The Shawshank Redemption by Stephen King
Genre: Fiction, short stories
GoodReads rating: 4.52 / 5 (15,000 ratings)
Medium used: Audiobook (borrowed from library via OverDrive)
Summary: Red takes interest in mysterious, young banker Andy when Andy requests a small rock hammer and cloth inside the walls of Shawshank Prison. Like every other man on the inside, Andy swears he’s innocent, and Red actually believes him.
Thoughts: Full disclosure: I’m still not entirely sure what version I listened to. The audiobook says “Based on Rita Hayworth and Shawshank Redemption; a novella in Different Seasons,” so I’m not sure how my version differs from the original. No matter, I’ll make it my personal duty to see to Different Seasons soon. In the meantime, this did not disappoint. I’ve read and enjoyed quite a few Stephen King books and this story is absolutely captivating. Not to mention, audiobook was a great choice for this as the format is narrated by Red and seems as though I’m being read a bedtime story rather than hearing “and this happened, and this happened.”
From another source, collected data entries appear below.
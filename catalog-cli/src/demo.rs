//! Built-in demo catalog, used when no remote catalog is configured.

use catalog_lib::model::Record;
use catalog_lib::source::MemoryRecordSource;

const CATEGORIES: [(&str, &str); 4] = [
    ("lamps", "lamp"),
    ("desks", "desk"),
    ("chairs", "chair"),
    ("shelves", "shelf"),
];
const ITEMS: i64 = 50;

/// Builds a deterministic catalog of 50 items.
pub fn catalog(page_size: usize) -> MemoryRecordSource {
    let records = (1..=ITEMS)
        .map(|id| {
            let (category, noun) = CATEGORIES[(id as usize - 1) % CATEGORIES.len()];
            Record::new(id)
                .set("name", format!("{} #{}", noun, id))
                .set("category", category)
                .set("price", (id * 7 % 90 + 10) as f64 - 0.01)
        })
        .collect();
    MemoryRecordSource::new(records).with_page_size(page_size)
}

#[cfg(test)]
mod tests {
    use super::*;

    #[test]
    fn test_demo_catalog_pages() {
        let source = catalog(12);
        assert_eq!(source.len(), 50);
        assert_eq!(source.total_pages(), 5);

        let first = source.page(1).unwrap();
        assert_eq!(first.records()[0].get_str("name"), Some("lamp #1"));
        assert_eq!(first.records()[1].get_str("category"), Some("desks"));
    }
}
pub mod grammar;

use std::hash::BuildHasherDefault;
use ahash::AHasher;

// define some data structures that will be used in other crates, so that they don't need to import them
pub type IndexMap<K, V> = indexmap::IndexMap<K, V, BuildHasherDefault<AHasher>>;
pub type IndexSet<K> = indexmap::IndexSet<K, BuildHasherDefault<AHasher>>;
pub type HashMap<K, V> = hashbrown::HashMap<K, V, BuildHasherDefault<AHasher>>;
pub type HashSet<K> = hashbrown::HashSet<K, BuildHasherDefault<AHasher>>;

pub use smallvec::{smallvec, SmallVec};
pub use fixedbitset::FixedBitSet as BitSet;

pub trait BitSetExt {
  // union, and tell whether any bit was newly set
  fn or(&mut self, other: &Self) -> bool;
}

impl BitSetExt for BitSet {
  fn or(&mut self, other: &BitSet) -> bool {
    let changed = !other.is_subset(self);
    self.union_with(other);
    changed
  }
}

// parse a "lhs -> rhs1 rhs2 ..." string
pub fn parse_arrow_prod(s: &str) -> Option<(&str, Vec<&str>)> {
  let mut sp = s.split_whitespace();
  let lhs = sp.next()?;
  match sp.next() { Some("->") => {} _ => return None };
  Some((lhs, sp.collect()))
}
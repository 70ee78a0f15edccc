//! Tokens of the EWKT text format.
//!
//! Keywords are case insensitive. Line breaks are plain whitespace: the grammar's
//! `NEWLINE` terminal is only ever fed by the front-end, once, after the last token.

use crate::Error;
use logos::Logos;
use std::ops::Range;

#[derive(Logos, Debug, Copy, Clone, PartialEq)]
#[logos(skip r"[ \t\r\n]+")]
pub enum Token {
  #[token("POINT", ignore(ascii_case))]
  Point,
  #[token("POINTM", ignore(ascii_case))]
  PointM,
  #[token("LINESTRING", ignore(ascii_case))]
  LineString,
  #[token("LINESTRINGM", ignore(ascii_case))]
  LineStringM,
  #[token("POLYGON", ignore(ascii_case))]
  Polygon,
  #[token("POLYGONM", ignore(ascii_case))]
  PolygonM,
  #[token("MULTIPOINT", ignore(ascii_case))]
  MultiPoint,
  #[token("MULTIPOINTM", ignore(ascii_case))]
  MultiPointM,
  #[token("MULTILINESTRING", ignore(ascii_case))]
  MultiLineString,
  #[token("MULTILINESTRINGM", ignore(ascii_case))]
  MultiLineStringM,
  #[token("MULTIPOLYGON", ignore(ascii_case))]
  MultiPolygon,
  #[token("MULTIPOLYGONM", ignore(ascii_case))]
  MultiPolygonM,
  #[token("GEOMETRYCOLLECTION", ignore(ascii_case))]
  GeometryCollection,
  #[token("GEOMETRYCOLLECTIONM", ignore(ascii_case))]
  GeometryCollectionM,
  #[token("(")]
  Open,
  #[token(")")]
  Close,
  #[token(",")]
  Comma,
  // overflowing literals like 1e999 are rejected here, the writer could not reproduce them
  #[regex(r"[-+]?([0-9]+\.?[0-9]*|\.[0-9]+)([eE][-+]?[0-9]+)?", |lex| lex.slice().parse::<f64>().ok().filter(|v| v.is_finite()))]
  Num(f64),
  #[regex(r"[Ss][Rr][Ii][Dd]=-?[0-9]+;", srid)]
  Srid(i32),
}

fn srid(lex: &mut logos::Lexer<Token>) -> Option<i32> {
  let s = lex.slice();
  s.get(5..s.len() - 1)?.parse().ok()
}

/// Codes of the grammar's terminals, in the order `grammar/ewkt.toml` declares them.
/// Code 0 is the end of input.
#[repr(u32)]
#[derive(Debug, Copy, Clone, Eq, PartialEq)]
pub enum Terminal {
  Eof = 0,
  Newline,
  Point,
  OpenBracket,
  CloseBracket,
  PointM,
  Num,
  Comma,
  LineString,
  LineStringM,
  Polygon,
  PolygonM,
  MultiPoint,
  MultiPointM,
  MultiLineString,
  MultiLineStringM,
  MultiPolygon,
  MultiPolygonM,
  GeometryCollection,
  GeometryCollectionM,
}

impl Terminal {
  pub const ALL: [Terminal; 20] = [
    Terminal::Eof, Terminal::Newline, Terminal::Point, Terminal::OpenBracket, Terminal::CloseBracket,
    Terminal::PointM, Terminal::Num, Terminal::Comma, Terminal::LineString, Terminal::LineStringM,
    Terminal::Polygon, Terminal::PolygonM, Terminal::MultiPoint, Terminal::MultiPointM,
    Terminal::MultiLineString, Terminal::MultiLineStringM, Terminal::MultiPolygon, Terminal::MultiPolygonM,
    Terminal::GeometryCollection, Terminal::GeometryCollectionM,
  ];

  pub fn code(self) -> u32 { self as u32 }

  // the name the grammar file uses
  pub fn name(self) -> &'static str {
    match self {
      Terminal::Eof => common::grammar::EOF,
      Terminal::Newline => "NEWLINE",
      Terminal::Point => "POINT",
      Terminal::OpenBracket => "OPEN_BRACKET",
      Terminal::CloseBracket => "CLOSE_BRACKET",
      Terminal::PointM => "POINT_M",
      Terminal::Num => "NUM",
      Terminal::Comma => "COMMA",
      Terminal::LineString => "LINESTRING",
      Terminal::LineStringM => "LINESTRING_M",
      Terminal::Polygon => "POLYGON",
      Terminal::PolygonM => "POLYGON_M",
      Terminal::MultiPoint => "MULTIPOINT",
      Terminal::MultiPointM => "MULTIPOINT_M",
      Terminal::MultiLineString => "MULTILINESTRING",
      Terminal::MultiLineStringM => "MULTILINESTRING_M",
      Terminal::MultiPolygon => "MULTIPOLYGON",
      Terminal::MultiPolygonM => "MULTIPOLYGON_M",
      Terminal::GeometryCollection => "GEOMETRYCOLLECTION",
      Terminal::GeometryCollectionM => "GEOMETRYCOLLECTION_M",
    }
  }

  // how a diagnostic shows this terminal
  pub fn describe(code: u32) -> &'static str {
    match Terminal::ALL.get(code as usize) {
      Some(Terminal::Eof) | Some(Terminal::Newline) => "end of input",
      Some(Terminal::OpenBracket) => "'('",
      Some(Terminal::CloseBracket) => "')'",
      Some(Terminal::Comma) => "','",
      Some(Terminal::Num) => "number",
      Some(t) => t.name(),
      None => "?",
    }
  }
}

impl Token {
  /// The grammar terminal, None for the SRID prefix which never reaches the parser.
  pub fn terminal(self) -> Option<Terminal> {
    Some(match self {
      Token::Point => Terminal::Point,
      Token::PointM => Terminal::PointM,
      Token::LineString => Terminal::LineString,
      Token::LineStringM => Terminal::LineStringM,
      Token::Polygon => Terminal::Polygon,
      Token::PolygonM => Terminal::PolygonM,
      Token::MultiPoint => Terminal::MultiPoint,
      Token::MultiPointM => Terminal::MultiPointM,
      Token::MultiLineString => Terminal::MultiLineString,
      Token::MultiLineStringM => Terminal::MultiLineStringM,
      Token::MultiPolygon => Terminal::MultiPolygon,
      Token::MultiPolygonM => Terminal::MultiPolygonM,
      Token::GeometryCollection => Terminal::GeometryCollection,
      Token::GeometryCollectionM => Terminal::GeometryCollectionM,
      Token::Open => Terminal::OpenBracket,
      Token::Close => Terminal::CloseBracket,
      Token::Comma => Terminal::Comma,
      Token::Num(_) => Terminal::Num,
      Token::Srid(_) => return None,
    })
  }
}

pub fn tokens(src: &str) -> impl Iterator<Item=Result<(Token, Range<usize>), Error>> + '_ {
  Token::lexer(src).spanned().map(move |(tok, span)| match tok {
    Ok(tok) => Ok((tok, span)),
    Err(()) => Err(Error::Lexical { offset: span.start, fragment: src[span].to_owned() }),
  })
}
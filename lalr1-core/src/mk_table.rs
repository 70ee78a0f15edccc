use crate::{Lr1Fsm, Lr1Node, Lr1Item, Table, TableEntry, Act};
use common::{grammar::Grammar, HashMap, SmallVec, smallvec};

pub fn mk_table<'a>(lr1: &'a Lr1Fsm<'a>, g: &'a Grammar<'a>) -> Table<'a> {
  let mut table = Vec::with_capacity(lr1.len());
  let term_num = g.term_num() as usize;
  for (idx, Lr1Node { closure, link }) in lr1.iter().enumerate() {
    let mut act = HashMap::default();
    for (&k, &v) in link {
      act.insert(k, smallvec![if g.as_nt(k).is_some() { Act::Goto(v) } else { Act::Shift(v) }]);
    }
    for Lr1Item { lr0, lookahead } in closure {
      if lr0.next().is_none() {
        for ch in lookahead.ones().filter(|&ch| ch < term_num) {
          // maybe conflict here
          act.entry(ch as u32).or_insert_with(SmallVec::new).push(Act::Reduce(lr0.prod_id));
        }
      }
    }
    // the start non-terminal never appears in a rhs, so state 0 has no real goto on it:
    // reaching it means the whole input was reduced
    if idx == 0 { act.insert(g.start(), smallvec![Act::Acc]); }
    table.push(TableEntry { closure, act });
  }
  table
}
use ewkt::*;

// `depth` collections, one inside the other, around a single point
fn nested(depth: usize) -> String {
  format!("{}POINT(1 2){}", "GEOMETRYCOLLECTION(".repeat(depth), ")".repeat(depth))
}

fn depth_of(shape: &Shape) -> usize {
  match shape {
    Shape::GeometryCollection(shapes) => 1 + shapes.iter().map(depth_of).max().unwrap_or(0),
    _ => 0,
  }
}

#[test]
fn below_limit() {
  let cfg = ParserConfig { max_stack_depth: Some(64), ..ParserConfig::default() };
  let g = parse_with(&nested(10), &cfg).unwrap();
  assert_eq!(depth_of(&g.shape), 10);
  assert_eq!(g.shape.first_point(), Some(&Point::xy(1.0, 2.0)));
}

#[test]
fn beyond_limit() {
  let cfg = ParserConfig { max_stack_depth: Some(64), ..ParserConfig::default() };
  let mut ctx = ParseContext::default();
  parse_into(&nested(100), &cfg, &mut ctx);
  assert!(ctx.has_error && ctx.result.is_none());
  assert_eq!(ctx.error, Some(Error::StackOverflow { limit: 64 }));
}

#[test]
fn default_limits() {
  let g = parse(&nested(200)).unwrap();
  assert_eq!(depth_of(&g.shape), 200);
  assert_eq!(parse(&g.to_ewkt()).unwrap(), g);
  assert!(ParserConfig::default().max_stack_depth.is_none());
}

#[test]
fn raised_nesting_limit() {
  let cfg = ParserConfig { max_nesting: 1000, ..ParserConfig::default() };
  let g = parse_with(&nested(600), &cfg).unwrap();
  assert_eq!(depth_of(&g.shape), 600);
  assert!(parse(&nested(600)).is_err());
}

#[test]
fn very_deep_input_fails() {
  // `GEOMETRYCOLLECTION(` is 19 bytes, the rejected bracket is the one past the limit
  let limit = ewkt::config::DEFAULT_MAX_NESTING;
  for &depth in [limit + 1, 6000, 200_000].iter() {
    let mut ctx = ParseContext::default();
    parse_into(&nested(depth), &ParserConfig::default(), &mut ctx);
    assert!(ctx.has_error && ctx.result.is_none());
    assert_eq!(ctx.error, Some(Error::NestingTooDeep { offset: 19 * (limit + 1) - 1, limit }));
  }
}

#[test]
fn long_lists_are_not_nesting() {
  let text = format!("LINESTRING({})", (0..5000).map(|i| format!("{} {}", i, i)).collect::<Vec<_>>().join(", "));
  assert_eq!(parse(&text).unwrap().shape.point_count(), 5000);
}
Other adaptations: The 1995 film is a masterpiece, often referred to as one of the best films of all time. I know it’s one of my personal favorites. There were some minute changes and differences, but I think they only made the movie better. (start spoiler) For example, in the book, Brooks wasn’t the inmate that owned the bird Jake and his departure was unceremonious. In the movie however, his suicide made a good narrative for how institutionalized men become on the inside. (end spoiler)
Have you read any of these? Which did you enjoy?